Missing Therapy? Here’s How To Cope On Your Own.

Many Texans can’t access their regular mental health services because of power and internet outages. But there are ways to deal with difficult feelings in the mean time.

By Michael Marks & Caroline CovingtonFebruary 18, 2021 1:04 pm,

Among the many disruptions caused by this week’s storm is a lack of access to mental health services. For many Texans, even seeing a mental health professional remotely hasn’t been possible because of power or internet outages.

But psychologist Adriana Miu, an assistant professor of psychiatry at UT Southwestern Medical Center in Dallas, told Texas Standard that there are techniques that can help you feel more calm and in control even if you can’t check in with your therapist.

First, recognize that your difficult feelings are normal

“To have a winter storm in Texas probably never happens in most people’s lives,” Miu said. “One really important thing is to recognize and acknowledge all those negative feelings.”

Miu says anger might be a common feeling right now, especially for those without power or water, or who are struggling to find food. But she says anger could also be masking fear, vulnerability and helplessness. It can even be a sign of underlying feelings of loneliness now that the distractions so many of us have used during the pandemic, like TV and internet, might not be available.

“All of those feelings are very important to acknowledge, and could be a really good signal of what you might actually need,” she said.

Stay in touch

Miu says to stay in touch with whomever you can – it will help create a sense of control during a difficult situation and remind you that you’re not alone.

Have a plan

Do you have a leaky pipe?
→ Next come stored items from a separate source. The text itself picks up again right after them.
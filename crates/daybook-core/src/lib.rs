pub mod cli;
pub mod commands;
pub mod config;
pub mod datetime;
pub mod filter;
pub mod ledger;
pub mod model;
pub mod progress;
pub mod render;
pub mod schedule;
pub mod store;

use std::ffi::OsString;

use anyhow::Context;
use clap::Parser;
use tracing::{debug, info};

#[tracing::instrument(skip_all)]
pub fn run(raw_args: Vec<OsString>) -> anyhow::Result<()> {
    let pre = cli::preprocess_args(&raw_args);
    let cli = cli::GlobalCli::parse_from(pre.cleaned_args);

    cli::init_tracing(cli.verbose, cli.quiet)?;

    info!(
        verbose = cli.verbose,
        quiet = cli.quiet,
        "starting daybook CLI"
    );
    debug!(?pre.rc_overrides, "preprocessed rc overrides");

    let mut cfg = config::Config::load(cli.config.as_deref())?;
    cfg.apply_overrides(pre.rc_overrides.into_iter().chain(cli.rc_overrides));

    let data_dir = config::resolve_data_dir(&cfg, cli.data.as_deref())
        .context("failed to resolve data directory")?;

    let mut store = store::Store::open(&data_dir)
        .with_context(|| format!("failed to open store at {}", data_dir.display()))?;

    let mut renderer = render::Renderer::new(&cfg)?;
    let inv = cli::Invocation::parse(&cfg, cli.rest);

    commands::dispatch(&mut store, &cfg, &mut renderer, inv)?;

    info!("done");
    Ok(())
}
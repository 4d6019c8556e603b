use std::ffi::OsString;
use std::io::IsTerminal;
use std::path::PathBuf;

use anyhow::anyhow;
use clap::{ArgAction, Parser};
use tracing::{debug, warn};
use tracing_subscriber::EnvFilter;

use crate::commands::{expand_command_abbrev, known_command_names};
use crate::config::Config;

/// Global options. Everything after them is left unparsed in `rest` and
/// becomes the `[filter] command [args]` invocation.
#[derive(Parser, Debug, Clone)]
#[command(
    name = "daybook",
    version,
    about = "Daybook: projects, day-ranged tasks, budget and notes on the command line",
    disable_help_subcommand = true,
    arg_required_else_help = false
)]
pub struct GlobalCli {
    #[arg(short = 'v', long = "verbose", action = ArgAction::Count)]
    pub verbose: u8,

    #[arg(short = 'q', long = "quiet", action = ArgAction::Count)]
    pub quiet: u8,

    /// Config override, highest precedence: --rc data.location=/tmp/db
    #[arg(
        long = "rc",
        value_name = "KEY=VALUE",
        value_parser = parse_rc_override,
        action = ArgAction::Append
    )]
    pub rc_overrides: Vec<(String, String)>,

    #[arg(long = "config")]
    pub config: Option<PathBuf>,

    #[arg(long = "data")]
    pub data: Option<PathBuf>,

    #[arg(trailing_var_arg = true, allow_hyphen_values = true)]
    pub rest: Vec<OsString>,
}

fn parse_rc_override(raw: &str) -> Result<(String, String), String> {
    match raw.split_once('=') {
        Some((key, value)) if !key.trim().is_empty() => {
            Ok((key.trim().to_string(), value.trim().to_string()))
        }
        _ => Err(format!("expected KEY=VALUE, got: {raw}")),
    }
}

/// Tables and reports go to stdout, so diagnostics go to stderr.
pub fn init_tracing(verbose: u8, quiet: u8) -> anyhow::Result<()> {
    let default_level = match (quiet, verbose) {
        (2.., _) => "error",
        (1, _) => "warn",
        (_, 3..) => "trace",
        (_, 2) => "debug",
        (_, 1) => "info",
        _ => "warn",
    };

    let env_filter = EnvFilter::try_from_default_env()
        .or_else(|_| EnvFilter::try_new(default_level))
        .map_err(|e| anyhow!("invalid RUST_LOG / log filter: {e}"))?;

    let init_result = tracing_subscriber::fmt()
        .with_env_filter(env_filter)
        .with_writer(std::io::stderr)
        .with_target(true)
        .with_level(true)
        .with_ansi(std::io::stderr().is_terminal())
        .try_init();

    if let Err(err) = init_result {
        debug!(error = %err, "tracing subscriber already set, continuing");
    }

    Ok(())
}

#[derive(Debug, Clone)]
pub struct PreprocessedArgs {
    pub cleaned_args: Vec<OsString>,
    pub rc_overrides: Vec<(String, String)>,
}

/// Peels positional `rc.key=value` tokens out of the raw argument list
/// before clap sees it. The first element is the binary name and is never
/// treated as an override.
pub fn preprocess_args(raw: &[OsString]) -> PreprocessedArgs {
    let mut cleaned = Vec::with_capacity(raw.len());
    let mut overrides = Vec::new();

    for (idx, arg) in raw.iter().enumerate() {
        let text = arg.to_string_lossy();
        if idx > 0
            && let Some(rest) = text.strip_prefix("rc.")
            && let Some((key, value)) = rest.split_once('=')
            && !key.is_empty()
        {
            debug!(key, value, "captured positional rc override");
            overrides.push((format!("rc.{key}"), value.to_string()));
            continue;
        }
        cleaned.push(arg.clone());
    }

    PreprocessedArgs {
        cleaned_args: cleaned,
        rc_overrides: overrides,
    }
}

/// One parsed invocation: filter terms, resolved command, its arguments.
#[derive(Debug, Clone)]
pub struct Invocation {
    pub filter_terms: Vec<String>,
    pub command: String,
    pub command_args: Vec<String>,
}

impl Invocation {
    /// Splits the trailing tokens at the first one that resolves to a known
    /// (possibly abbreviated) command name. No tokens at all runs the
    /// configured `default.command`; tokens without a command token are all
    /// treated as a filter for `list`.
    #[tracing::instrument(skip(cfg, rest))]
    pub fn parse(cfg: &Config, rest: Vec<OsString>) -> Self {
        let tokens: Vec<String> = rest
            .into_iter()
            .map(|arg| arg.to_string_lossy().into_owned())
            .collect();

        if tokens.is_empty() {
            let command = cfg
                .get("default.command")
                .unwrap_or_else(|| "day".to_string());
            debug!(command = %command, "no tokens, running the default command");
            return Self {
                filter_terms: vec![],
                command,
                command_args: vec![],
            };
        }

        let known = known_command_names();
        let mut split = None;
        for (at, token) in tokens.iter().enumerate() {
            if let Some(full) = expand_command_abbrev(token, &known) {
                split = Some((at, full.to_string()));
                break;
            }
        }

        match split {
            Some((at, command)) => {
                debug!(command = %command, at, "resolved command token");
                Self {
                    filter_terms: tokens[..at].to_vec(),
                    command,
                    command_args: tokens[at + 1..].to_vec(),
                }
            }
            None => {
                warn!("no command token; treating every term as a filter for 'list'");
                Self {
                    filter_terms: tokens,
                    command: "list".to_string(),
                    command_args: vec![],
                }
            }
        }
    }
}

#[cfg(test)]
mod tests {
    use std::ffi::OsString;
    use std::path::Path;

    use super::{Invocation, parse_rc_override, preprocess_args};
    use crate::config::Config;

    fn os(args: &[&str]) -> Vec<OsString> {
        args.iter().map(OsString::from).collect()
    }

    fn test_config() -> Config {
        Config::load(Some(Path::new("/dev/null"))).expect("config")
    }

    #[test]
    fn rc_override_needs_a_key_and_a_value() {
        assert_eq!(
            parse_rc_override("data.location=/tmp/db").expect("parse"),
            ("data.location".to_string(), "/tmp/db".to_string())
        );
        assert!(parse_rc_override("data.location").is_err());
        assert!(parse_rc_override("=on").is_err());
    }

    #[test]
    fn positional_rc_tokens_are_peeled_off() {
        let pre = preprocess_args(&os(&["daybook", "rc.color=off", "list"]));
        assert_eq!(pre.cleaned_args, os(&["daybook", "list"]));
        assert_eq!(
            pre.rc_overrides,
            vec![("rc.color".to_string(), "off".to_string())]
        );
    }

    #[test]
    fn binary_name_is_never_an_override() {
        let pre = preprocess_args(&os(&["rc.fake=bin", "list"]));
        assert_eq!(pre.cleaned_args, os(&["rc.fake=bin", "list"]));
        assert!(pre.rc_overrides.is_empty());
    }

    #[test]
    fn tokens_split_into_filter_command_and_args() {
        let inv = Invocation::parse(&test_config(), os(&["project:home", "mod", "priority:high"]));
        assert_eq!(inv.filter_terms, vec!["project:home"]);
        assert_eq!(inv.command, "modify");
        assert_eq!(inv.command_args, vec!["priority:high"]);
    }

    #[test]
    fn tokens_without_a_command_all_become_filter_terms() {
        let inv = Invocation::parse(&test_config(), os(&["garden", "fence"]));
        assert_eq!(inv.command, "list");
        assert_eq!(inv.filter_terms, vec!["garden", "fence"]);
        assert!(inv.command_args.is_empty());
    }

    #[test]
    fn empty_invocation_runs_the_configured_default() {
        let inv = Invocation::parse(&test_config(), vec![]);
        assert_eq!(inv.command, "day");
        assert!(inv.filter_terms.is_empty());
    }
}
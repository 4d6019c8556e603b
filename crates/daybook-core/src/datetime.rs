use std::fs;
use std::path::PathBuf;
use std::sync::OnceLock;

use anyhow::{Context, anyhow};
use chrono::{DateTime, Duration, LocalResult, NaiveDate, NaiveDateTime, TimeZone, Utc, Weekday};
use chrono::Datelike;
use chrono_tz::Tz;
use regex::Regex;
use serde::Deserialize;

const TIMEZONE_CONFIG_FILE: &str = "daybook-time.toml";
const TIMEZONE_ENV_VAR: &str = "DAYBOOK_TIMEZONE";
const TIMEZONE_CONFIG_ENV_VAR: &str = "DAYBOOK_TIME_CONFIG";

#[derive(Debug, Deserialize)]
struct TimezoneConfig {
    timezone: Option<String>,
    time: Option<TimezoneSection>,
}

#[derive(Debug, Deserialize)]
struct TimezoneSection {
    timezone: Option<String>,
}

/// The zone every calendar-day boundary in the app is computed in.
/// Resolved once: env var, then config file, then UTC.
pub fn project_timezone() -> &'static Tz {
    static PROJECT_TZ: OnceLock<Tz> = OnceLock::new();
    PROJECT_TZ.get_or_init(resolve_project_timezone)
}

/// Collapses an instant to its calendar day in `tz`, discarding time-of-day.
/// Two instants compare equal under this iff they fall on the same local day.
#[must_use]
pub fn date_key(dt: DateTime<Utc>, tz: &Tz) -> NaiveDate {
    dt.with_timezone(tz).date_naive()
}

/// The stable `YYYY-MM-DD` form persisted inside completed-day sets.
/// Must match everywhere; this is the only place that formats it.
#[must_use]
pub fn date_key_string(day: NaiveDate) -> String {
    day.format("%Y-%m-%d").to_string()
}

/// Signed whole-day distance `b - a` in calendar days. Both sides are already
/// day-granular, so DST shifts cannot skew the count.
#[must_use]
pub fn days_between(a: NaiveDate, b: NaiveDate) -> i64 {
    (b - a).num_days()
}

/// Inclusive day count of a `[start, end]` span, never below 1.
#[must_use]
pub fn span_days(start: NaiveDate, end: NaiveDate) -> i64 {
    (days_between(start, end) + 1).max(1)
}

fn resolve_project_timezone() -> Tz {
    if let Ok(raw) = std::env::var(TIMEZONE_ENV_VAR) {
        if let Some(tz) = parse_timezone(&raw, TIMEZONE_ENV_VAR) {
            return tz;
        }
    }

    if let Some(path) = timezone_config_path()
        && let Some(tz) = load_timezone_from_file(&path)
    {
        return tz;
    }

    tracing::info!("no timezone configured; using UTC");
    chrono_tz::UTC
}

fn timezone_config_path() -> Option<PathBuf> {
    if let Ok(raw) = std::env::var(TIMEZONE_CONFIG_ENV_VAR) {
        let trimmed = raw.trim();
        if !trimmed.is_empty() {
            return Some(PathBuf::from(trimmed));
        }
    }

    std::env::current_dir()
        .ok()
        .map(|dir| dir.join(TIMEZONE_CONFIG_FILE))
}

fn load_timezone_from_file(path: &PathBuf) -> Option<Tz> {
    if !path.exists() {
        tracing::debug!(file = %path.display(), "timezone config file not found");
        return None;
    }

    let raw = match fs::read_to_string(path) {
        Ok(raw) => raw,
        Err(err) => {
            tracing::error!(
                file = %path.display(),
                error = %err,
                "failed reading timezone config file"
            );
            return None;
        }
    };

    let parsed = match toml::from_str::<TimezoneConfig>(&raw) {
        Ok(parsed) => parsed,
        Err(err) => {
            tracing::error!(
                file = %path.display(),
                error = %err,
                "failed parsing timezone config file"
            );
            return None;
        }
    };

    let timezone = parsed
        .timezone
        .or_else(|| parsed.time.and_then(|section| section.timezone));
    let Some(timezone) = timezone else {
        tracing::warn!(file = %path.display(), "timezone config had no timezone field");
        return None;
    };

    parse_timezone(timezone.as_str(), &format!("file:{}", path.display()))
}

fn parse_timezone(raw: &str, source: &str) -> Option<Tz> {
    let trimmed = raw.trim();
    if trimmed.is_empty() {
        tracing::warn!(source, "timezone source was empty");
        return None;
    }

    match trimmed.parse::<Tz>() {
        Ok(tz) => {
            tracing::info!(source, timezone = %trimmed, "configured project timezone");
            Some(tz)
        }
        Err(err) => {
            tracing::error!(
                source,
                timezone = %trimmed,
                error = %err,
                "failed to parse timezone id"
            );
            None
        }
    }
}

fn to_utc_from_local(tz: &Tz, local_naive: NaiveDateTime, context: &str) -> anyhow::Result<DateTime<Utc>> {
    match tz.from_local_datetime(&local_naive) {
        LocalResult::Single(local_dt) => Ok(local_dt.with_timezone(&Utc)),
        LocalResult::Ambiguous(first, second) => {
            tracing::warn!(
                context,
                first = %first,
                second = %second,
                "ambiguous local datetime; using earliest"
            );
            let chosen = if first <= second { first } else { second };
            Ok(chosen.with_timezone(&Utc))
        }
        LocalResult::None => Err(anyhow!(
            "local datetime does not exist in configured timezone: {context}"
        )),
    }
}

/// The UTC instant at local midnight of `day` in `tz`. Spring-forward days
/// where 00:00 does not exist fall forward to the earliest valid instant.
pub fn day_start(day: NaiveDate, tz: &Tz) -> anyhow::Result<DateTime<Utc>> {
    let midnight = day
        .and_hms_opt(0, 0, 0)
        .ok_or_else(|| anyhow!("failed to construct midnight for {day}"))?;
    match tz.from_local_datetime(&midnight) {
        LocalResult::Single(dt) => Ok(dt.with_timezone(&Utc)),
        LocalResult::Ambiguous(first, _) => Ok(first.with_timezone(&Utc)),
        LocalResult::None => {
            // 00:00 skipped by DST; try 01:00 which still keys to the same day
            let one = day
                .and_hms_opt(1, 0, 0)
                .ok_or_else(|| anyhow!("failed to construct 01:00 for {day}"))?;
            to_utc_from_local(tz, one, "day-start-dst")
        }
    }
}

#[tracing::instrument(skip(now), fields(input = input))]
pub fn parse_date_expr(input: &str, now: DateTime<Utc>) -> anyhow::Result<DateTime<Utc>> {
    let tz = project_timezone();
    let token = input.trim();
    let lower = token.to_ascii_lowercase();

    match lower.as_str() {
        "now" => return Ok(now),
        "today" => {
            let date = date_key(now, tz);
            return day_start(date, tz);
        }
        "tomorrow" => {
            let today = parse_date_expr("today", now)?;
            return Ok(today + Duration::days(1));
        }
        "yesterday" => {
            let today = parse_date_expr("today", now)?;
            return Ok(today - Duration::days(1));
        }
        _ => {}
    }

    if let Some(target_weekday) = parse_weekday_name(&lower) {
        let local_today = date_key(now, tz);
        let target_date = next_weekday_date(local_today, target_weekday);
        return day_start(target_date, tz);
    }

    let rel_re = Regex::new(r"^(?P<sign>[+-])(?P<num>\d+)(?P<unit>[dhm])$")
        .map_err(|e| anyhow!("internal regex compile failure: {e}"))?;

    if let Some(caps) = rel_re.captures(token) {
        let sign = caps
            .name("sign")
            .map(|m| m.as_str())
            .ok_or_else(|| anyhow!("missing relative sign"))?;
        let num: i64 = caps
            .name("num")
            .map(|m| m.as_str())
            .ok_or_else(|| anyhow!("missing relative amount"))?
            .parse()
            .context("invalid relative number")?;
        let unit = caps
            .name("unit")
            .map(|m| m.as_str())
            .ok_or_else(|| anyhow!("missing relative unit"))?;

        let duration = match unit {
            "d" => Duration::days(num),
            "h" => Duration::hours(num),
            "m" => Duration::minutes(num),
            _ => return Err(anyhow!("unknown relative unit: {unit}")),
        };

        return Ok(if sign == "-" { now - duration } else { now + duration });
    }

    if let Ok(dt) = DateTime::parse_from_rfc3339(token) {
        return Ok(dt.with_timezone(&Utc));
    }

    if let Ok(ndt) = NaiveDateTime::parse_from_str(token, "%Y%m%dT%H%M%SZ") {
        return Ok(DateTime::<Utc>::from_naive_utc_and_offset(ndt, Utc));
    }

    if let Ok(date) = NaiveDate::parse_from_str(token, "%Y-%m-%d") {
        return day_start(date, tz);
    }

    for fmt in ["%Y-%m-%dT%H:%M", "%Y-%m-%d %H:%M"] {
        if let Ok(ndt) = NaiveDateTime::parse_from_str(token, fmt) {
            return to_utc_from_local(tz, ndt, fmt);
        }
    }

    Err(anyhow!("unrecognized date expression: {input}")).with_context(|| {
        "supported formats: now/today/tomorrow/yesterday, weekday names (e.g. monday), \
         +Nd/+Nh/+Nm, RFC3339, YYYY-MM-DD, YYYY-MM-DDTHH:MM, YYYY-MM-DD HH:MM, \
         YYYYMMDDTHHMMSSZ"
    })
}

/// `parse_date_expr` narrowed to a calendar day in the project zone.
pub fn parse_day_expr(input: &str, now: DateTime<Utc>) -> anyhow::Result<NaiveDate> {
    let instant = parse_date_expr(input, now)?;
    Ok(date_key(instant, project_timezone()))
}

fn parse_weekday_name(token: &str) -> Option<Weekday> {
    match token.trim() {
        "monday" | "mon" => Some(Weekday::Mon),
        "tuesday" | "tue" | "tues" => Some(Weekday::Tue),
        "wednesday" | "wed" => Some(Weekday::Wed),
        "thursday" | "thu" | "thur" | "thurs" => Some(Weekday::Thu),
        "friday" | "fri" => Some(Weekday::Fri),
        "saturday" | "sat" => Some(Weekday::Sat),
        "sunday" | "sun" => Some(Weekday::Sun),
        _ => None,
    }
}

fn next_weekday_date(from: NaiveDate, target: Weekday) -> NaiveDate {
    let from_idx = from.weekday().num_days_from_monday() as i64;
    let target_idx = target.num_days_from_monday() as i64;
    let mut delta = (7 + target_idx - from_idx) % 7;
    if delta == 0 {
        delta = 7;
    }
    from.checked_add_signed(Duration::days(delta)).unwrap_or(from)
}

pub mod store_date_serde {
    use chrono::{DateTime, NaiveDateTime, Utc};
    use serde::{Deserialize, Deserializer, Serializer};

    pub fn serialize<S>(dt: &DateTime<Utc>, serializer: S) -> Result<S::Ok, S::Error>
    where
        S: Serializer,
    {
        serializer.serialize_str(&dt.format("%Y%m%dT%H%M%SZ").to_string())
    }

    pub fn deserialize<'de, D>(deserializer: D) -> Result<DateTime<Utc>, D::Error>
    where
        D: Deserializer<'de>,
    {
        let raw = String::deserialize(deserializer)?;
        NaiveDateTime::parse_from_str(&raw, "%Y%m%dT%H%M%SZ")
            .map(|ndt| DateTime::<Utc>::from_naive_utc_and_offset(ndt, Utc))
            .map_err(serde::de::Error::custom)
    }

    pub mod option {
        use chrono::{DateTime, NaiveDateTime, Utc};
        use serde::{Deserialize, Deserializer, Serializer};

        pub fn serialize<S>(dt: &Option<DateTime<Utc>>, serializer: S) -> Result<S::Ok, S::Error>
        where
            S: Serializer,
        {
            match dt {
                Some(value) => super::serialize(value, serializer),
                None => serializer.serialize_none(),
            }
        }

        pub fn deserialize<'de, D>(deserializer: D) -> Result<Option<DateTime<Utc>>, D::Error>
        where
            D: Deserializer<'de>,
        {
            let opt = Option::<String>::deserialize(deserializer)?;
            match opt {
                Some(raw) => NaiveDateTime::parse_from_str(&raw, "%Y%m%dT%H%M%SZ")
                    .map(|ndt| Some(DateTime::<Utc>::from_naive_utc_and_offset(ndt, Utc)))
                    .map_err(serde::de::Error::custom),
                None => Ok(None),
            }
        }
    }
}

#[cfg(test)]
mod tests {
    use chrono::{NaiveDate, TimeZone, Utc};
    use chrono_tz::America::Mexico_City;
    use chrono_tz::UTC;

    use super::{date_key, date_key_string, days_between, parse_date_expr, span_days};

    fn day(y: i32, m: u32, d: u32) -> NaiveDate {
        NaiveDate::from_ymd_opt(y, m, d).expect("valid date")
    }

    #[test]
    fn date_key_discards_time_of_day() {
        let morning = Utc.with_ymd_and_hms(2024, 6, 2, 8, 0, 0).single().expect("valid");
        let late = Utc.with_ymd_and_hms(2024, 6, 2, 23, 59, 59).single().expect("valid");
        assert_eq!(date_key(morning, &UTC), date_key(late, &UTC));
        assert_eq!(date_key(morning, &UTC), day(2024, 6, 2));
    }

    #[test]
    fn date_key_follows_zone_day_boundary() {
        // 03:00 UTC is still the previous evening in Mexico City (UTC-6)
        let instant = Utc.with_ymd_and_hms(2024, 6, 2, 3, 0, 0).single().expect("valid");
        assert_eq!(date_key(instant, &UTC), day(2024, 6, 2));
        assert_eq!(date_key(instant, &Mexico_City), day(2024, 6, 1));
    }

    #[test]
    fn date_key_string_is_zero_padded() {
        assert_eq!(date_key_string(day(2024, 6, 2)), "2024-06-02");
        assert_eq!(date_key_string(day(999, 1, 9)), "0999-01-09");
    }

    #[test]
    fn day_arithmetic_is_calendar_based() {
        assert_eq!(days_between(day(2024, 6, 1), day(2024, 6, 3)), 2);
        assert_eq!(days_between(day(2024, 6, 3), day(2024, 6, 1)), -2);
        assert_eq!(span_days(day(2024, 6, 1), day(2024, 6, 3)), 3);
        assert_eq!(span_days(day(2024, 6, 1), day(2024, 6, 1)), 1);
        // US spring-forward weekend: still exactly 3 calendar days
        assert_eq!(span_days(day(2024, 3, 9), day(2024, 3, 11)), 3);
    }

    #[test]
    fn parses_plain_date() {
        let now = Utc.with_ymd_and_hms(2024, 6, 2, 12, 0, 0).single().expect("valid");
        let parsed = parse_date_expr("2024-06-05", now).expect("parse date");
        assert_eq!(date_key(parsed, super::project_timezone()), day(2024, 6, 5));
    }

    #[test]
    fn parses_relative_days() {
        let now = Utc.with_ymd_and_hms(2024, 6, 2, 12, 0, 0).single().expect("valid");
        let parsed = parse_date_expr("+3d", now).expect("parse relative");
        assert_eq!(parsed - now, chrono::Duration::days(3));
    }

    #[test]
    fn rejects_garbage() {
        let now = Utc.with_ymd_and_hms(2024, 6, 2, 12, 0, 0).single().expect("valid");
        assert!(parse_date_expr("06/02/2024ish", now).is_err());
    }
}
Plan the steps needed to address the problem. Miu says coming up with a plan to deal with the things that are causing stress helps keep you from ruminating about it, which can negatively affect mental health.

Try using a “worry tree”

A worry tree takes you step by step through a problem to determine what is and isn’t within your control, and what actions you can take to help change the situation.

“What’s your worry? What are the other things changeable by you?” Miu said. “If not [changeable], then we need to change to focus of attention. If it is [changeable], then you may want to figure out, is there something you can do right now or is there something that you can plan [or] make a plan for something you can do over the next few days?”

How to help kids right now

Kids are most likely feeling bored without their usual activities and devices, Miu says. But you can help them cope through humor and old-fashioned pastimes. Build a blanket tent; pretend you’re bears hibernating in the cold; play board games; play a musical instrument.

“Engage the kids in doing the things that they couldn’t normally do that don’t require technology,” Miu said.